If you want to be persuaded of the positive interpretation, or at least pulled back from the negative one, I recommend reading Scott Alexander’s recent essay defending effective altruism. Or pick up MacAskill’s recent longtermist manifesto, “What We Owe the Future,” which works very hard — and sincerely, I hope — to ground the movement’s utilitarian inclinations within a constraining framework of thou-shalt-nots.
Obviously, the career of Bankman-Fried is now grist for the darker interpretations of E.A.’s underpinnings and trajectory. But contemplating all this while wandering Harkness State Park led me to a slightly different set of thoughts — about more ineffective reasons for philanthropy, and about contingency or providence rather than pure calculation as a force for altruistic good.

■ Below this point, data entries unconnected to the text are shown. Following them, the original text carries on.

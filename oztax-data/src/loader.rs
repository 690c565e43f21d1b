use std::collections::BTreeMap;
use std::fs::File;
use std::io::Read;
use std::path::Path;

use oztax_core::models::{
    ContributionCaps, FinancialYear, FinancialYearError, FrankingRule, LevyRule, RateTable,
    RepaymentTier, SurchargeTier, TaxBracket,
};
use oztax_core::rates::RateTableStore;
use rust_decimal::Decimal;
use serde::Deserialize;
use thiserror::Error;

/// Errors that can occur when loading rate table data.
#[derive(Debug, Error)]
pub enum RateTableLoaderError {
    #[error("CSV parse error: {0}")]
    CsvParse(String),

    #[error(transparent)]
    Year(#[from] FinancialYearError),

    #[error("failed to read {path}: {source}")]
    Io {
        path: String,
        #[source]
        source: std::io::Error,
    },

    #[error("no year rules row for {0}, but other tables reference it")]
    MissingYearRules(FinancialYear),

    #[error("no tax brackets for {0}")]
    NoBrackets(FinancialYear),

    #[error("{table} for {financial_year}: first range must start at 0, got {min}")]
    FirstRangeNotZero {
        table: &'static str,
        financial_year: FinancialYear,
        min: Decimal,
    },

    #[error(
        "{table} for {financial_year}: range starting at {min} does not follow \
         previous maximum {prev_max}"
    )]
    NonContiguous {
        table: &'static str,
        financial_year: FinancialYear,
        prev_max: Decimal,
        min: Decimal,
    },

    #[error("{table} for {financial_year}: only the last range may be unbounded")]
    UnboundedInnerRange {
        table: &'static str,
        financial_year: FinancialYear,
    },

    #[error("{table} for {financial_year}: last range must be unbounded")]
    BoundedLastRange {
        table: &'static str,
        financial_year: FinancialYear,
    },

    #[error(
        "year rules for {financial_year}: full exemption threshold {exemption} \
         must be below shade-in threshold {shade_in}"
    )]
    InvalidLevyThresholds {
        financial_year: FinancialYear,
        exemption: Decimal,
        shade_in: Decimal,
    },

    #[error("repayment tiers for {financial_year}: rate decreases at {min}")]
    DecreasingRepaymentRate {
        financial_year: FinancialYear,
        min: Decimal,
    },
}

impl From<csv::Error> for RateTableLoaderError {
    fn from(err: csv::Error) -> Self {
        RateTableLoaderError::CsvParse(err.to_string())
    }
}

/// A row of `tax_brackets.csv`: one marginal bracket for one year.
/// `max_income` is empty for the open-ended top bracket.
#[derive(Debug, Clone, Deserialize, PartialEq)]
pub struct TaxBracketRow {
    pub financial_year: FinancialYear,
    pub min_income: Decimal,
    #[serde(deserialize_with = "deserialize_optional_decimal")]
    pub max_income: Option<Decimal>,
    pub rate: Decimal,
    pub base_tax: Decimal,
}

/// A row of `repayment_tiers.csv` or `surcharge_tiers.csv`.
#[derive(Debug, Clone, Deserialize, PartialEq)]
pub struct TierRow {
    pub financial_year: FinancialYear,
    pub min_income: Decimal,
    #[serde(deserialize_with = "deserialize_optional_decimal")]
    pub max_income: Option<Decimal>,
    pub rate: Decimal,
}

/// A row of `year_rules.csv`: levy thresholds, company tax rate and
/// contribution caps for one year.
#[derive(Debug, Clone, Deserialize, PartialEq)]
pub struct YearRulesRow {
    pub financial_year: FinancialYear,
    pub full_exemption_threshold: Decimal,
    pub shade_in_threshold: Decimal,
    pub shade_in_rate: Decimal,
    pub full_rate: Decimal,
    pub company_tax_rate: Decimal,
    pub concessional_cap: Decimal,
    pub non_concessional_cap: Decimal,
    pub carry_forward_balance_threshold: Decimal,
}

fn deserialize_optional_decimal<'de, D>(deserializer: D) -> Result<Option<Decimal>, D::Error>
where
    D: serde::Deserializer<'de>,
{
    let s: Option<String> = Option::deserialize(deserializer)?;
    match s {
        Some(s) if s.trim().is_empty() => Ok(None),
        Some(s) => s
            .trim()
            .parse::<Decimal>()
            .map(Some)
            .map_err(serde::de::Error::custom),
        None => Ok(None),
    }
}

/// Loads versioned rate tables from CSV files and assembles a validated
/// [`RateTableStore`].
///
/// A data directory holds four files: `tax_brackets.csv`,
/// `repayment_tiers.csv`, `surcharge_tiers.csv` and `year_rules.csv`. Every
/// year referenced by any table must have a year rules row. Ranges are
/// checked for contiguity (`max + 1 == next.min`) so an off-by-one in the
/// published figures is caught at load time, not at assessment time.
pub struct RateTableLoader;

impl RateTableLoader {
    pub fn parse_brackets<R: Read>(reader: R) -> Result<Vec<TaxBracketRow>, RateTableLoaderError> {
        parse_rows(reader)
    }

    pub fn parse_repayment_tiers<R: Read>(
        reader: R
    ) -> Result<Vec<TierRow>, RateTableLoaderError> {
        parse_rows(reader)
    }

    pub fn parse_surcharge_tiers<R: Read>(
        reader: R
    ) -> Result<Vec<TierRow>, RateTableLoaderError> {
        parse_rows(reader)
    }

    pub fn parse_year_rules<R: Read>(reader: R) -> Result<Vec<YearRulesRow>, RateTableLoaderError> {
        parse_rows(reader)
    }

    /// Reads the four conventional CSV files from `dir`.
    pub fn load_dir(dir: &Path) -> Result<RateTableStore, RateTableLoaderError> {
        let brackets = Self::parse_brackets(open(dir, "tax_brackets.csv")?)?;
        let repayment = Self::parse_repayment_tiers(open(dir, "repayment_tiers.csv")?)?;
        let surcharge = Self::parse_surcharge_tiers(open(dir, "surcharge_tiers.csv")?)?;
        let rules = Self::parse_year_rules(open(dir, "year_rules.csv")?)?;
        Self::build(brackets, repayment, surcharge, rules)
    }

    /// Groups rows by financial year, validates each year's tables and
    /// builds the store.
    pub fn build(
        brackets: Vec<TaxBracketRow>,
        repayment: Vec<TierRow>,
        surcharge: Vec<TierRow>,
        rules: Vec<YearRulesRow>,
    ) -> Result<RateTableStore, RateTableLoaderError> {
        let mut brackets_by_year: BTreeMap<FinancialYear, Vec<TaxBracketRow>> = BTreeMap::new();
        for row in brackets {
            brackets_by_year.entry(row.financial_year).or_default().push(row);
        }
        let mut repayment_by_year: BTreeMap<FinancialYear, Vec<TierRow>> = BTreeMap::new();
        for row in repayment {
            repayment_by_year.entry(row.financial_year).or_default().push(row);
        }
        let mut surcharge_by_year: BTreeMap<FinancialYear, Vec<TierRow>> = BTreeMap::new();
        for row in surcharge {
            surcharge_by_year.entry(row.financial_year).or_default().push(row);
        }

        let rules_by_year: BTreeMap<FinancialYear, YearRulesRow> = rules
            .into_iter()
            .map(|row| (row.financial_year, row))
            .collect();

        // Any year referenced anywhere needs a rules row.
        for year in brackets_by_year
            .keys()
            .chain(repayment_by_year.keys())
            .chain(surcharge_by_year.keys())
        {
            if !rules_by_year.contains_key(year) {
                return Err(RateTableLoaderError::MissingYearRules(*year));
            }
        }

        let mut store = RateTableStore::new();
        for (year, rules) in rules_by_year {
            let mut year_brackets = brackets_by_year
                .remove(&year)
                .ok_or(RateTableLoaderError::NoBrackets(year))?;
            year_brackets.sort_by(|a, b| a.min_income.cmp(&b.min_income));
            validate_ranges(
                "tax brackets",
                year,
                year_brackets.iter().map(|b| (b.min_income, b.max_income)),
            )?;

            let mut year_repayment = repayment_by_year.remove(&year).unwrap_or_default();
            year_repayment.sort_by(|a, b| a.min_income.cmp(&b.min_income));
            validate_ranges(
                "repayment tiers",
                year,
                year_repayment.iter().map(|t| (t.min_income, t.max_income)),
            )?;
            for pair in year_repayment.windows(2) {
                if pair[1].rate < pair[0].rate {
                    return Err(RateTableLoaderError::DecreasingRepaymentRate {
                        financial_year: year,
                        min: pair[1].min_income,
                    });
                }
            }

            let mut year_surcharge = surcharge_by_year.remove(&year).unwrap_or_default();
            year_surcharge.sort_by(|a, b| a.min_income.cmp(&b.min_income));
            validate_ranges(
                "surcharge tiers",
                year,
                year_surcharge.iter().map(|t| (t.min_income, t.max_income)),
            )?;

            if rules.full_exemption_threshold >= rules.shade_in_threshold {
                return Err(RateTableLoaderError::InvalidLevyThresholds {
                    financial_year: year,
                    exemption: rules.full_exemption_threshold,
                    shade_in: rules.shade_in_threshold,
                });
            }

            store.insert(RateTable {
                financial_year: year,
                brackets: year_brackets
                    .into_iter()
                    .map(|b| TaxBracket {
                        min_income: b.min_income,
                        max_income: b.max_income,
                        rate: b.rate,
                        base_tax: b.base_tax,
                    })
                    .collect(),
                levy: LevyRule {
                    full_exemption_threshold: rules.full_exemption_threshold,
                    shade_in_threshold: rules.shade_in_threshold,
                    shade_in_rate: rules.shade_in_rate,
                    full_rate: rules.full_rate,
                },
                surcharge_tiers: year_surcharge
                    .into_iter()
                    .map(|t| SurchargeTier {
                        min_income: t.min_income,
                        max_income: t.max_income,
                        rate: t.rate,
                    })
                    .collect(),
                repayment_tiers: year_repayment
                    .into_iter()
                    .map(|t| RepaymentTier {
                        min_income: t.min_income,
                        max_income: t.max_income,
                        rate: t.rate,
                    })
                    .collect(),
                caps: ContributionCaps {
                    concessional_cap: rules.concessional_cap,
                    non_concessional_cap: rules.non_concessional_cap,
                    carry_forward_balance_threshold: rules.carry_forward_balance_threshold,
                },
                franking: FrankingRule::from_company_rate(rules.company_tax_rate),
            });
        }

        Ok(store)
    }
}

fn parse_rows<R: Read, T: serde::de::DeserializeOwned>(
    reader: R
) -> Result<Vec<T>, RateTableLoaderError> {
    let mut csv_reader = csv::Reader::from_reader(reader);
    let mut rows = Vec::new();
    for result in csv_reader.deserialize() {
        rows.push(result?);
    }
    Ok(rows)
}

fn open(
    dir: &Path,
    name: &str,
) -> Result<File, RateTableLoaderError> {
    let path = dir.join(name);
    File::open(&path).map_err(|source| RateTableLoaderError::Io {
        path: path.display().to_string(),
        source,
    })
}

/// Checks that sorted ranges start at 0, are contiguous, and that exactly the
/// last range is unbounded. An empty table is allowed; some years may not
/// tabulate every component.
fn validate_ranges(
    table: &'static str,
    financial_year: FinancialYear,
    ranges: impl Iterator<Item = (Decimal, Option<Decimal>)>,
) -> Result<(), RateTableLoaderError> {
    let ranges: Vec<(Decimal, Option<Decimal>)> = ranges.collect();
    let Some((first_min, _)) = ranges.first() else {
        return Ok(());
    };

    if !first_min.is_zero() {
        return Err(RateTableLoaderError::FirstRangeNotZero {
            table,
            financial_year,
            min: *first_min,
        });
    }

    for pair in ranges.windows(2) {
        let (_, prev_max) = pair[0];
        let (min, _) = pair[1];
        let Some(prev_max) = prev_max else {
            return Err(RateTableLoaderError::UnboundedInnerRange {
                table,
                financial_year,
            });
        };
        if prev_max + Decimal::ONE != min {
            return Err(RateTableLoaderError::NonContiguous {
                table,
                financial_year,
                prev_max,
                min,
            });
        }
    }

    if let Some((_, Some(_))) = ranges.last() {
        return Err(RateTableLoaderError::BoundedLastRange {
            table,
            financial_year,
        });
    }

    Ok(())
}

I’m not equipped to assess the entirety of the Harkness family’s philanthropic endeavors, but clearly, they included a strong emphasis on causes that wouldn’t pass muster with the most utilitarian versions of effective altruism. Edward Harkness’s three great passions, according to the Philanthropy Roundtable, were “fine arts, health care and top educational institutions.” The second one did seem to lead him into E.A.-approved territory, via research into “the causes of hypertension, the treatment and prevention of pneumonia, and the causes of tooth decay.” The first and third, though, were aesthetically driven and intellectually elitist. Like any good…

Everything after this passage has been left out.